Besiktas : L’étoffe d’un futur grand ?

Très méconnu dans le paysage du football, Besiktas Jimnastik Kulubu est l’incarnation parfaite du « grand parmi les petits ». Pas assez costaud pour jouer dans la cour des grands clubs et trop performant pour lutter face aux petits, le club stambouliote rêve de passer un cap. Aujourd’hui, les aigles noirs peuvent espérer gagner l’Europa League et faire comme Galatasaray en 2000. Et comme les coéquipiers d’Hakan Sukur de l’époque, cette équipe a tout pour réaliser un parcours fantastique.

Une traversée du désert productive

Le Besiktas Istanbul n’est pas et ne sera peut-être jamais le plus grand culb de Turquie. Malgré tout, il est celui qui déchaîne le plus les passions grâce à ses supporters délirants. Véritable atout, les amoureux du BJK ont un vrai impact dans la vie du club au point d’influencer l’arrivée de grandes stars. Lorsque Guti Hernandez cherche un point de chute après 15 ans au Real Madrid, Besiktas se montre intéressé. Face à la rude concurrence du Zenit et du rival Galatasaray, les noir et blanc ont peu d’arguments à faire valoir pour convaincre la star espagnole. Mais l’ancien merengue va choisir l’équipe coachée par Bernd Schuster. Les raisons du choix de l’expert du Taconazo sont simples : « Le football est un spectacle et c’est l’une des raisons qui m’ont poussé à venir en Turquie, pour vivre une nouvelle expérience au côté du magnifique public de Besiktas. Quand le président et le vice-président m’ont témoigné leur intérêt et les sacrifices qu’ils étaient prêts à faire pour moi, cela m’a touché ».

Car avant d’être un club de football, Besiktas est une grande famille qui accueille à bras ouverts n’importe quel joueur quels que soient son statut et son passé. Que ce soit Guti, Quaresma, Demba Ba, Gokhan Gunul, Caner Erkin ou Mario Gomez, tous ont été accueillis magnifiquement par le club.

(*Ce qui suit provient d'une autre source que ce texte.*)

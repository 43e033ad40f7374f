//! HTTP API handlers for Lifeline.
//!
//! The presentation layer talks only to the
//! [`EmergencyActivationController`]; these handlers are thin adapters that
//! map its results onto status codes:
//!
//! - `AlreadyActive` / `InvalidState` → 409 (caller misuse, surfaced loudly)
//! - unknown record or asset → 404
//! - both storage backends down → 503
//!
//! Fallback-served data is never hidden: record payloads carry
//! `served_by_fallback`, and listings carry `fallback_only`.

use std::sync::Arc;

use axum::{
    Json, Router,
    extract::{Path, Query, State},
    http::{StatusCode, header},
    response::IntoResponse,
    routing::{delete, get, post},
};
use tower_http::trace::TraceLayer;
use tracing::{info, instrument, warn};
use uuid::Uuid;

use crate::controller::{EmergencyActivationController, HoldOutcome};
use crate::error::{ActivationError, StorageError};
use crate::model::{
    ActivateRequest, ActivateResponse, DeleteMediaQuery, DeleteMediaResponse, EmergencyRecord,
    HoldProgressResponse, HoldReleaseResponse, HoldRequest, HoldStartedResponse, LocationSample,
    RecordSummary, RecordsQuery, RecordsResponse,
};

/// Application state shared across handlers.
#[derive(Clone)]
pub struct AppState {
    pub controller: Arc<EmergencyActivationController>,
}

/// Build the full route table.
pub fn router(state: AppState) -> Router {
    Router::new()
        .route("/activate", post(post_activate))
        .route("/hold", post(post_hold))
        .route("/hold/:id", get(get_hold))
        .route("/hold/:id/release", post(post_hold_release))
        .route("/records", get(get_records))
        .route("/records/:id", get(get_record))
        .route("/records/:id/resolve", post(post_resolve))
        .route("/records/:id/cancel", post(post_cancel))
        .route("/records/:id/location/latest", get(get_latest_location))
        .route("/records/:id/assets/:asset_id", get(get_asset))
        .route("/records/:id/media", delete(delete_media))
        .route("/health", get(health_check))
        .layer(TraceLayer::new_for_http())
        .with_state(state)
}

fn status_for(err: &ActivationError) -> StatusCode {
    match err {
        ActivationError::AlreadyActive(_) | ActivationError::InvalidState(_) => {
            StatusCode::CONFLICT
        }
        ActivationError::Storage(StorageError::NotFound(_))
        | ActivationError::Storage(StorageError::PayloadNotFound(_)) => StatusCode::NOT_FOUND,
        ActivationError::Storage(StorageError::InvalidTransition(_)) => StatusCode::CONFLICT,
        ActivationError::Storage(StorageError::Unavailable) => StatusCode::SERVICE_UNAVAILABLE,
        ActivationError::Storage(_) => StatusCode::INTERNAL_SERVER_ERROR,
    }
}

fn activate_response(record: &EmergencyRecord) -> ActivateResponse {
    ActivateResponse {
        record_id: record.id,
        status: record.status,
        served_by_fallback: record.served_by_fallback,
    }
}

/// POST /activate - Begin an emergency session without the hold gesture
/// (manual SOS, inactivity and distress triggers).
#[instrument(skip(state, request), fields(owner_id = %request.owner_id))]
pub async fn post_activate(
    State(state): State<AppState>,
    Json(request): Json<ActivateRequest>,
) -> Result<(StatusCode, Json<ActivateResponse>), StatusCode> {
    match state
        .controller
        .activate(&request.owner_id, request.kind)
        .await
    {
        Ok(handle) => {
            let record = state
                .controller
                .record(handle.id())
                .await
                .map_err(|e| status_for(&e))?;
            info!(
                record_id = %record.id,
                served_by_fallback = record.served_by_fallback,
                "Activation accepted"
            );
            Ok((StatusCode::CREATED, Json(activate_response(&record))))
        }
        Err(e) => {
            warn!(owner_id = %request.owner_id, error = %e, "Activation rejected");
            Err(status_for(&e))
        }
    }
}

/// POST /hold - Start the hold-to-confirm gesture.
#[instrument(skip(state, request), fields(owner_id = %request.owner_id))]
pub async fn post_hold(
    State(state): State<AppState>,
    Json(request): Json<HoldRequest>,
) -> (StatusCode, Json<HoldStartedResponse>) {
    let session = state.controller.arm_hold(&request.owner_id, request.kind);
    (
        StatusCode::CREATED,
        Json(HoldStartedResponse {
            session_id: session.id,
            window_ms: session.window().as_millis() as u64,
        }),
    )
}

/// GET /hold/:id - Hold progress for UI feedback.
pub async fn get_hold(
    State(state): State<AppState>,
    Path(session_id): Path<Uuid>,
) -> Result<Json<HoldProgressResponse>, StatusCode> {
    let session = state
        .controller
        .hold_progress(session_id)
        .ok_or(StatusCode::NOT_FOUND)?;
    Ok(Json(HoldProgressResponse {
        session_id,
        elapsed_ms: session.elapsed().as_millis() as u64,
        progress: session.progress(),
        armed: session.is_armed(),
    }))
}

/// POST /hold/:id/release - Release the control. Held for the full window:
/// activates. Released early: no record, no error.
#[instrument(skip(state))]
pub async fn post_hold_release(
    State(state): State<AppState>,
    Path(session_id): Path<Uuid>,
) -> Result<Json<HoldReleaseResponse>, StatusCode> {
    match state.controller.release_hold(session_id).await {
        Ok(HoldOutcome::Armed(handle)) => {
            let record = state
                .controller
                .record(handle.id())
                .await
                .map_err(|e| status_for(&e))?;
            Ok(Json(HoldReleaseResponse {
                activated: true,
                record: Some(activate_response(&record)),
            }))
        }
        Ok(HoldOutcome::Released) => Ok(Json(HoldReleaseResponse {
            activated: false,
            record: None,
        })),
        Err(e) => {
            warn!(session_id = %session_id, error = %e, "Hold release failed");
            Err(status_for(&e))
        }
    }
}

async fn terminate(
    state: &AppState,
    record_id: Uuid,
    cancel: bool,
) -> Result<StatusCode, StatusCode> {
    let handle = state
        .controller
        .handle_for(record_id)
        .await
        .map_err(|e| status_for(&e))?;

    let result = if cancel {
        state.controller.cancel(&handle).await
    } else {
        state.controller.resolve(&handle).await
    };

    match result {
        Ok(()) => Ok(StatusCode::OK),
        Err(e) => {
            warn!(record_id = %record_id, error = %e, "Terminal transition rejected");
            Err(status_for(&e))
        }
    }
}

/// POST /records/:id/resolve - End the session as resolved.
#[instrument(skip(state))]
pub async fn post_resolve(
    State(state): State<AppState>,
    Path(record_id): Path<Uuid>,
) -> Result<StatusCode, StatusCode> {
    terminate(&state, record_id, false).await
}

/// POST /records/:id/cancel - End the session as cancelled (accidental
/// activation).
#[instrument(skip(state))]
pub async fn post_cancel(
    State(state): State<AppState>,
    Path(record_id): Path<Uuid>,
) -> Result<StatusCode, StatusCode> {
    terminate(&state, record_id, true).await
}

/// GET /records - One owner's records, newest first.
#[instrument(skip(state, query), fields(owner_id = %query.owner_id))]
pub async fn get_records(
    State(state): State<AppState>,
    Query(query): Query<RecordsQuery>,
) -> Result<Json<RecordsResponse>, StatusCode> {
    match state
        .controller
        .records_for(&query.owner_id, query.status, query.limit)
        .await
    {
        Ok((records, fallback_only)) => {
            info!(
                owner_id = %query.owner_id,
                count = records.len(),
                fallback_only,
                "Records listed"
            );
            Ok(Json(RecordsResponse {
                records: records.iter().map(RecordSummary::from_record).collect(),
                fallback_only,
            }))
        }
        Err(e) => {
            warn!(owner_id = %query.owner_id, error = %e, "Record listing failed");
            Err(status_for(&e))
        }
    }
}

/// GET /records/:id - Full record aggregate.
#[instrument(skip(state))]
pub async fn get_record(
    State(state): State<AppState>,
    Path(record_id): Path<Uuid>,
) -> Result<Json<EmergencyRecord>, StatusCode> {
    state
        .controller
        .record(record_id)
        .await
        .map(Json)
        .map_err(|e| status_for(&e))
}

/// GET /records/:id/location/latest - Best-effort latest position.
pub async fn get_latest_location(
    State(state): State<AppState>,
    Path(record_id): Path<Uuid>,
) -> Result<Json<LocationSample>, StatusCode> {
    state
        .controller
        .latest_location(record_id)
        .await
        .map(Json)
        .ok_or(StatusCode::NOT_FOUND)
}

/// GET /records/:id/assets/:asset_id - Raw payload bytes for one asset.
#[instrument(skip(state))]
pub async fn get_asset(
    State(state): State<AppState>,
    Path((record_id, asset_id)): Path<(Uuid, Uuid)>,
) -> Result<impl IntoResponse, StatusCode> {
    match state.controller.asset_payload(record_id, asset_id).await {
        Ok((mime_type, bytes)) => Ok(([(header::CONTENT_TYPE, mime_type)], bytes)),
        Err(e) => Err(status_for(&e)),
    }
}

/// DELETE /records/:id/media - Delete one asset (`?asset_id=`) or all media
/// for the record.
#[instrument(skip(state))]
pub async fn delete_media(
    State(state): State<AppState>,
    Path(record_id): Path<Uuid>,
    Query(query): Query<DeleteMediaQuery>,
) -> Result<Json<DeleteMediaResponse>, StatusCode> {
    match state
        .controller
        .delete_media(record_id, query.asset_id)
        .await
    {
        Ok(deleted) => {
            info!(record_id = %record_id, deleted, "Media deleted");
            Ok(Json(DeleteMediaResponse { deleted }))
        }
        Err(e) => {
            warn!(record_id = %record_id, error = %e, "Media deletion failed");
            Err(status_for(&e))
        }
    }
}

/// GET /health - Simple health check endpoint.
pub async fn health_check() -> impl IntoResponse {
    StatusCode::OK
}
//! Periodic location sampling.
//!
//! A [`LocationSampler`] session runs two tasks per record: a ticker that
//! polls the [`PositionSource`] on a fixed cadence, and a writer that drains
//! an ordered channel into the record store. The split keeps a slow store
//! write from delaying the next sampling tick while preserving strict
//! append order within the stream.
//!
//! Failure policy: a single failed fix is logged and skipped. A permanent
//! denial is surfaced once through a `watch` channel, but the timer keeps
//! running; stopping is the controller's call.

use std::collections::HashMap;
use std::sync::{Arc, Mutex};
use std::time::Duration;

use async_trait::async_trait;
use chrono::Utc;
use tokio::sync::{mpsc, watch};
use tokio::task::JoinHandle;
use tracing::{debug, warn};
use uuid::Uuid;

use crate::error::PositionError;
use crate::model::{LocationSample, RecordHandle};
use crate::store::RecordStore;

/// A device-level position source. May fail or be denied; never assumed to
/// succeed.
#[async_trait]
pub trait PositionSource: Send + Sync {
    async fn current_position(&self) -> Result<GeoPosition, PositionError>;
}

/// One raw fix from the platform, before it is stamped into a sample.
#[derive(Debug, Clone)]
pub struct GeoPosition {
    pub lat: f64,
    pub lng: f64,
    pub accuracy_m: Option<f64>,
    pub address: Option<String>,
}

impl GeoPosition {
    fn into_sample(self) -> LocationSample {
        LocationSample {
            lat: self.lat,
            lng: self.lng,
            accuracy_m: self.accuracy_m,
            address: self.address,
            captured_at_ms: Utc::now().timestamp_millis(),
        }
    }
}

/// Sampling cadences and the alert thinning factor.
#[derive(Debug, Clone)]
pub struct SamplerConfig {
    /// Steady cadence while a session is active.
    pub interval: Duration,
    /// Faster cadence used right after activation for a quick first fix.
    pub fast_fix_interval: Duration,
    /// How many samples are taken at the fast cadence before settling.
    pub fast_fix_count: u32,
    /// Fire the location-update hook every Nth appended sample (0 disables).
    pub alert_every: u32,
    /// Budget for the best-effort single-shot fix at activation.
    pub single_shot_timeout: Duration,
}

impl Default for SamplerConfig {
    fn default() -> Self {
        SamplerConfig {
            interval: Duration::from_secs(30),
            fast_fix_interval: Duration::from_secs(2),
            fast_fix_count: 3,
            alert_every: 4,
            single_shot_timeout: Duration::from_secs(2),
        }
    }
}

/// Called by the writer task every Nth appended sample, so contacts get a
/// thinned location feed instead of the raw sampling stream.
pub type LocationUpdateHook = Arc<dyn Fn(RecordHandle) + Send + Sync>;

struct SamplerSession {
    shutdown: watch::Sender<bool>,
    ticker: JoinHandle<()>,
    writer: JoinHandle<()>,
}

pub struct LocationSampler {
    source: Arc<dyn PositionSource>,
    store: Arc<RecordStore>,
    config: SamplerConfig,
    sessions: tokio::sync::Mutex<HashMap<Uuid, SamplerSession>>,
    latest: Arc<Mutex<HashMap<Uuid, LocationSample>>>,
    fatal_tx: watch::Sender<Option<String>>,
}

impl LocationSampler {
    pub fn new(
        source: Arc<dyn PositionSource>,
        store: Arc<RecordStore>,
        config: SamplerConfig,
    ) -> Self {
        let (fatal_tx, _) = watch::channel(None);
        LocationSampler {
            source,
            store,
            config,
            sessions: tokio::sync::Mutex::new(HashMap::new()),
            latest: Arc::new(Mutex::new(HashMap::new())),
            fatal_tx,
        }
    }

    /// Observe permanent source failures (permission denied). Set at most
    /// once per process; the sampler keeps its timers either way.
    pub fn fatal_errors(&self) -> watch::Receiver<Option<String>> {
        self.fatal_tx.subscribe()
    }

    /// Best-effort immediate fix, bounded by the configured timeout. Never
    /// blocks activation on a slow or failing source.
    pub async fn single_shot(&self) -> Option<LocationSample> {
        match tokio::time::timeout(
            self.config.single_shot_timeout,
            self.source.current_position(),
        )
        .await
        {
            Ok(Ok(position)) => Some(position.into_sample()),
            Ok(Err(e)) => {
                debug!(error = %e, "Single-shot position fix failed");
                None
            }
            Err(_) => {
                debug!("Single-shot position fix timed out");
                None
            }
        }
    }

    /// Begin periodic sampling for a record. Idempotent per record.
    pub async fn start(&self, handle: RecordHandle, hook: Option<LocationUpdateHook>) {
        let mut sessions = self.sessions.lock().await;
        if sessions.contains_key(&handle.id()) {
            return;
        }

        let record_id = handle.id();
        let (shutdown_tx, mut shutdown_rx) = watch::channel(false);
        let (sample_tx, mut sample_rx) = mpsc::channel::<LocationSample>(64);

        let source = Arc::clone(&self.source);
        let latest = Arc::clone(&self.latest);
        let fatal_tx = self.fatal_tx.clone();
        let config = self.config.clone();

        let ticker = tokio::spawn(async move {
            let mut taken: u32 = 0;
            let mut denial_reported = false;
            loop {
                let wait = if taken < config.fast_fix_count {
                    config.fast_fix_interval
                } else {
                    config.interval
                };
                tokio::select! {
                    _ = tokio::time::sleep(wait) => {}
                    _ = shutdown_rx.changed() => break,
                }
                // Ticks, not successes: a failing source still settles to
                // the steady cadence instead of being hammered at the fast
                // one.
                taken = taken.saturating_add(1);

                match source.current_position().await {
                    Ok(position) => {
                        let sample = position.into_sample();
                        latest
                            .lock()
                            .unwrap()
                            .insert(record_id, sample.clone());
                        if sample_tx.send(sample).await.is_err() {
                            break;
                        }
                    }
                    Err(PositionError::Denied) => {
                        if !denial_reported {
                            denial_reported = true;
                            warn!(record_id = %record_id, "Position source denied; timer kept alive");
                            let _ = fatal_tx.send(Some("position source permission denied".into()));
                        }
                    }
                    Err(PositionError::Unavailable(reason)) => {
                        debug!(record_id = %record_id, %reason, "Position sample skipped");
                    }
                }
            }
        });

        let store = Arc::clone(&self.store);
        let alert_every = self.config.alert_every;
        let writer = tokio::spawn(async move {
            let mut appended: u64 = 0;
            while let Some(sample) = sample_rx.recv().await {
                match store.append_location(&handle, sample).await {
                    Ok(()) => {
                        appended += 1;
                        if alert_every > 0 && appended % u64::from(alert_every) == 0 {
                            if let Some(hook) = &hook {
                                hook(handle.clone());
                            }
                        }
                    }
                    Err(e) => {
                        warn!(record_id = %handle.id(), error = %e, "Failed to append location sample");
                    }
                }
            }
        });

        sessions.insert(
            record_id,
            SamplerSession {
                shutdown: shutdown_tx,
                ticker,
                writer,
            },
        );
    }

    /// Stop sampling for a record, draining any in-flight write. Safe to call
    /// without a matching `start`.
    pub async fn stop(&self, record_id: Uuid) {
        let session = self.sessions.lock().await.remove(&record_id);
        let Some(session) = session else {
            return;
        };

        let _ = session.shutdown.send(true);
        let _ = session.ticker.await;
        // The ticker dropping its sender lets the writer drain and exit.
        let _ = session.writer.await;
        self.latest.lock().unwrap().remove(&record_id);
    }

    /// Latest fix for an active session. Does not touch the store or network.
    pub fn latest(&self, record_id: Uuid) -> Option<LocationSample> {
        self.latest.lock().unwrap().get(&record_id).cloned()
    }
}

#[cfg(test)]
mod tests {
    use super::*;
    use std::sync::atomic::{AtomicU64, Ordering};

    use crate::model::EmergencyKind;

    struct SteppingSource {
        calls: AtomicU64,
    }

    #[async_trait]
    impl PositionSource for SteppingSource {
        async fn current_position(&self) -> Result<GeoPosition, PositionError> {
            let n = self.calls.fetch_add(1, Ordering::SeqCst) as f64;
            Ok(GeoPosition {
                lat: 10.0 + n * 0.001,
                lng: 20.0,
                accuracy_m: Some(5.0),
                address: None,
            })
        }
    }

    struct DeniedSource;

    #[async_trait]
    impl PositionSource for DeniedSource {
        async fn current_position(&self) -> Result<GeoPosition, PositionError> {
            Err(PositionError::Denied)
        }
    }

    struct FailingSource {
        calls: AtomicU64,
    }

    #[async_trait]
    impl PositionSource for FailingSource {
        async fn current_position(&self) -> Result<GeoPosition, PositionError> {
            self.calls.fetch_add(1, Ordering::SeqCst);
            Err(PositionError::Unavailable("no fix".into()))
        }
    }

    fn fast_config() -> SamplerConfig {
        SamplerConfig {
            interval: Duration::from_millis(10),
            fast_fix_interval: Duration::from_millis(5),
            fast_fix_count: 2,
            alert_every: 0,
            single_shot_timeout: Duration::from_millis(100),
        }
    }

    async fn store_with_record() -> (Arc<RecordStore>, RecordHandle) {
        let store = Arc::new(RecordStore::open("sqlite::memory:").await.unwrap());
        let handle = store
            .create("traveler-1", EmergencyKind::Panic, None, &[])
            .await
            .unwrap();
        (store, handle)
    }

    #[tokio::test]
    async fn test_samples_append_in_order() {
        let (store, handle) = store_with_record().await;
        let sampler = LocationSampler::new(
            Arc::new(SteppingSource { calls: AtomicU64::new(0) }),
            Arc::clone(&store),
            fast_config(),
        );

        sampler.start(handle.clone(), None).await;
        tokio::time::sleep(Duration::from_millis(80)).await;
        sampler.stop(handle.id()).await;

        let record = store.get(handle.id()).await.unwrap();
        assert!(record.location_history.len() >= 3);
        let stamps: Vec<i64> = record
            .location_history
            .iter()
            .map(|s| s.captured_at_ms)
            .collect();
        let mut sorted = stamps.clone();
        sorted.sort();
        assert_eq!(stamps, sorted, "timestamps must be non-decreasing");
        assert_eq!(record.location.unwrap().captured_at_ms, *stamps.last().unwrap());
    }

    #[tokio::test]
    async fn test_stop_without_start_is_safe() {
        let (store, handle) = store_with_record().await;
        let sampler = LocationSampler::new(
            Arc::new(SteppingSource { calls: AtomicU64::new(0) }),
            store,
            fast_config(),
        );

        sampler.stop(handle.id()).await;
    }

    #[tokio::test]
    async fn test_no_appends_after_stop() {
        let (store, handle) = store_with_record().await;
        let sampler = LocationSampler::new(
            Arc::new(SteppingSource { calls: AtomicU64::new(0) }),
            Arc::clone(&store),
            fast_config(),
        );

        sampler.start(handle.clone(), None).await;
        tokio::time::sleep(Duration::from_millis(40)).await;
        sampler.stop(handle.id()).await;

        let before = store.get(handle.id()).await.unwrap().location_history.len();
        tokio::time::sleep(Duration::from_millis(40)).await;
        let after = store.get(handle.id()).await.unwrap().location_history.len();
        assert_eq!(before, after);
        assert!(sampler.latest(handle.id()).is_none());
    }

    #[tokio::test]
    async fn test_denied_source_reports_once_and_keeps_timer() {
        let (store, handle) = store_with_record().await;
        let sampler = LocationSampler::new(Arc::new(DeniedSource), Arc::clone(&store), fast_config());
        let mut fatal = sampler.fatal_errors();

        sampler.start(handle.clone(), None).await;
        tokio::time::sleep(Duration::from_millis(50)).await;

        assert!(fatal.has_changed().unwrap());
        assert!(fatal.borrow_and_update().is_some());

        // The session is still there: the controller decides about teardown.
        sampler.stop(handle.id()).await;
        let record = store.get(handle.id()).await.unwrap();
        assert!(record.location_history.is_empty());
    }

    #[tokio::test]
    async fn test_failing_source_settles_to_steady_cadence() {
        let (store, handle) = store_with_record().await;
        let source = Arc::new(FailingSource {
            calls: AtomicU64::new(0),
        });
        let sampler = LocationSampler::new(
            Arc::clone(&source) as _,
            store,
            SamplerConfig {
                interval: Duration::from_millis(60),
                fast_fix_interval: Duration::from_millis(5),
                fast_fix_count: 2,
                alert_every: 0,
                single_shot_timeout: Duration::from_millis(100),
            },
        );

        sampler.start(handle.clone(), None).await;
        tokio::time::sleep(Duration::from_millis(100)).await;
        sampler.stop(handle.id()).await;

        // Two fast attempts, then the steady interval takes over even though
        // no fix ever succeeded.
        let calls = source.calls.load(Ordering::SeqCst);
        assert!(calls <= 4, "source polled {calls} times in 100ms");
        assert!(calls >= 2);
    }

    #[tokio::test]
    async fn test_single_shot_best_effort() {
        let (store, _) = store_with_record().await;
        let sampler = LocationSampler::new(
            Arc::new(SteppingSource { calls: AtomicU64::new(0) }),
            store,
            fast_config(),
        );

        let fix = sampler.single_shot().await;
        assert!(fix.is_some());
    }

    #[tokio::test]
    async fn test_update_hook_fires_every_nth() {
        let (store, handle) = store_with_record().await;
        let mut config = fast_config();
        config.alert_every = 2;
        let sampler = LocationSampler::new(
            Arc::new(SteppingSource { calls: AtomicU64::new(0) }),
            Arc::clone(&store),
            config,
        );

        let fired = Arc::new(AtomicU64::new(0));
        let fired_clone = Arc::clone(&fired);
        let hook: LocationUpdateHook = Arc::new(move |_| {
            fired_clone.fetch_add(1, Ordering::SeqCst);
        });

        sampler.start(handle.clone(), Some(hook)).await;
        tokio::time::sleep(Duration::from_millis(80)).await;
        sampler.stop(handle.id()).await;

        let appended = store.get(handle.id()).await.unwrap().location_history.len() as u64;
        assert_eq!(fired.load(Ordering::SeqCst), appended / 2);
    }
}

Aujourd’hui, les aigles noirs (Kara Kartal) sont considérés à juste titre comme le club le plus structuré du pays. Si les deux autres rivaux possèdent une plus grosse manne financière, l’équipe préférée de Pascal Nouma grandi saison après saison.

Tout a commencé lors de l’exercice 2009-2010 et un titre de champion qui échappait au club depuis 2003. Les arrivées de Guti, Quaresma et le retour de Nihat durant le mercato estival confirme la donne : le Besiktas veut rentrer dans une nouvelle ère. Si les Brésiliens ont toujours fait partie de l’ADN du club, une autre colonie va venir s’implanter du coté de l’Inonu. Après Quaresma, ce sont les Portugais Hugo Almeida, Simao Sabrosa et Manuel Fernandes qui vont rallier BJK. La réussite de l’ancien ailier de l’Inter Milan est une aubaine qui voit ouvrir des opportunités en matière de transfert. Mais malgré un investissement important, le club ne va rien remporter hormis une maigre coupe de Turquie.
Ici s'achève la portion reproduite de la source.